UBA1 Mutations Drive RIPK1-Mediated Cell Death and Monocyte Dysfunction in VEXAS Syndrome

VEXAS syndrome is a severe adult-onset autoinflammatory disease caused by somatic mutations in UBA1 gene, disrupting cytoplasmic ubiquitin-activating enzyme E1 function in hematopoietic progenitors. The pathogenesis remains poorly understood, particularly how UBA1 mutations perturb myeloid function. Here, we combine a genetically engineered THP-1 monocytic model with ex vivo analyses of blood and tissue samples from VEXAS patients to investigate the consequences of the canonical UBA1 ^M41V mutation. We show that UBA1 -mutated monocytes exhibit TNF-α-induced cell death, characterized by RIPK1 phosphorylation, and MLKL-and caspase-8–mediated cell death.

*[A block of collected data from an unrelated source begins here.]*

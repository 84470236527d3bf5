// Copyright (C) 2025 The pascal-rs Authors.
//
// client/dispatcher.rs file belongs to the pascal-rs project and is free
// software distributed under the MIT software license, see the
// accompanying file LICENSE in the main directory of the
// repository or http://www.opensource.org/licenses/mit-license.php
// for more details.
//
// Redistribution and use in source and binary forms with or without
// modifications are permitted.

use super::models::{RpcRequest, RpcResponse};
use super::params::RpcParams;
use super::{EndpointSelector, Transport};
use crate::RpcResult;
use pascal_config::EndPoint;
use serde_json::Value;
use std::sync::atomic::{AtomicU64, Ordering};
use std::sync::Arc;
use std::time::Instant;
use tracing::{debug, trace, warn};

static NEXT_REQUEST_ID: AtomicU64 = AtomicU64::new(1);

/// Returns the next process wide request id, starting at 1.
pub fn next_request_id() -> u64 {
    NEXT_REQUEST_ID.fetch_add(1, Ordering::Relaxed)
}

/// Builds request envelopes, sends them through the transport and unwraps
/// the responses.
#[derive(Clone)]
pub struct RpcDispatcher {
    transport: Arc<dyn Transport>,
    endpoints: EndpointSelector,
}

impl std::fmt::Debug for RpcDispatcher {
    fn fmt(&self, f: &mut std::fmt::Formatter<'_>) -> std::fmt::Result {
        f.debug_struct("RpcDispatcher")
            .field("endpoints", &self.endpoints)
            .finish_non_exhaustive()
    }
}

impl RpcDispatcher {
    #[must_use]
    pub fn new(transport: Arc<dyn Transport>, endpoints: EndpointSelector) -> Self {
        Self {
            transport,
            endpoints,
        }
    }

    /// A dispatcher sharing this transport but sending to `overrides` when
    /// they are non empty.
    #[must_use]
    pub fn with_endpoints(&self, overrides: &[EndPoint]) -> Self {
        Self {
            transport: Arc::clone(&self.transport),
            endpoints: self.endpoints.or_overrides(overrides),
        }
    }

    #[must_use]
    pub fn endpoints(&self) -> &EndpointSelector {
        &self.endpoints
    }

    /// Sends `method` with a fresh request id.
    ///
    /// # Errors
    ///
    /// Fails with `RpcError::NoEndPoint` when no endpoint is available,
    /// `RpcError::Connection` when the node cannot be reached, `RpcError::Rpc`
    /// when the node reports an error and `RpcError::InvalidResponse` when
    /// the body is not a usable response.
    pub async fn send(&self, method: &str, params: RpcParams) -> RpcResult<Value> {
        self.send_with_id(method, params, next_request_id()).await
    }

    /// Sends `method` with a caller chosen request id.
    ///
    /// # Errors
    ///
    /// See [`RpcDispatcher::send`].
    pub async fn send_with_id(&self, method: &str, params: RpcParams, id: u64) -> RpcResult<Value> {
        let endpoint = self.endpoints.select()?;
        let request = RpcRequest::new(id, method, params.prepare());
        debug!(target: "pascal_rpc", method, id, endpoint = %endpoint, "sending request");

        let start = Instant::now();
        let body = self.transport.request(&request, endpoint).await?;
        trace!(
            target: "pascal_rpc",
            method,
            id,
            elapsed_ms = start.elapsed().as_millis() as u64,
            body = %body,
            "response body"
        );

        RpcResponse::parse(&body)?.into_result().map_err(|err| {
            warn!(target: "pascal_rpc", method, id, error = %err, "request failed");
            err
        })
    }
}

This is associated with defective transcriptional induction of NF-κB target genes and reduced cFLIP(L) expression in response to TNF-α. Monocytes also display blunted cytokine responses to multiple Toll-like receptor (TLR) agonists despite preserved TLR expression, linked to an impaired NF-κB response. UBA1 ^M41V -derived macrophages exhibit an inflammatory transcriptional profile and increased secretion of chemokines that promote monocyte recruitment. We demonstrate that these UBA1 ^M41V macrophages display impaired efferocytosis due to lysosomal dysfunction. Together, these findings reveal a pathogenic axis in VEXAS syndrome linking UBA1 loss of function and defective ubiquitination to RIPK1-mediated inflammatory cell death, impaired antimicrobial signaling, and defective resolution mechanisms. Our study provides novel mechanistic insights into the myeloid dysfunction that drives inflammation and cytopenia in VEXAS and highlights the necroptosis and efferocytosis pathways as potential therapeutic targets.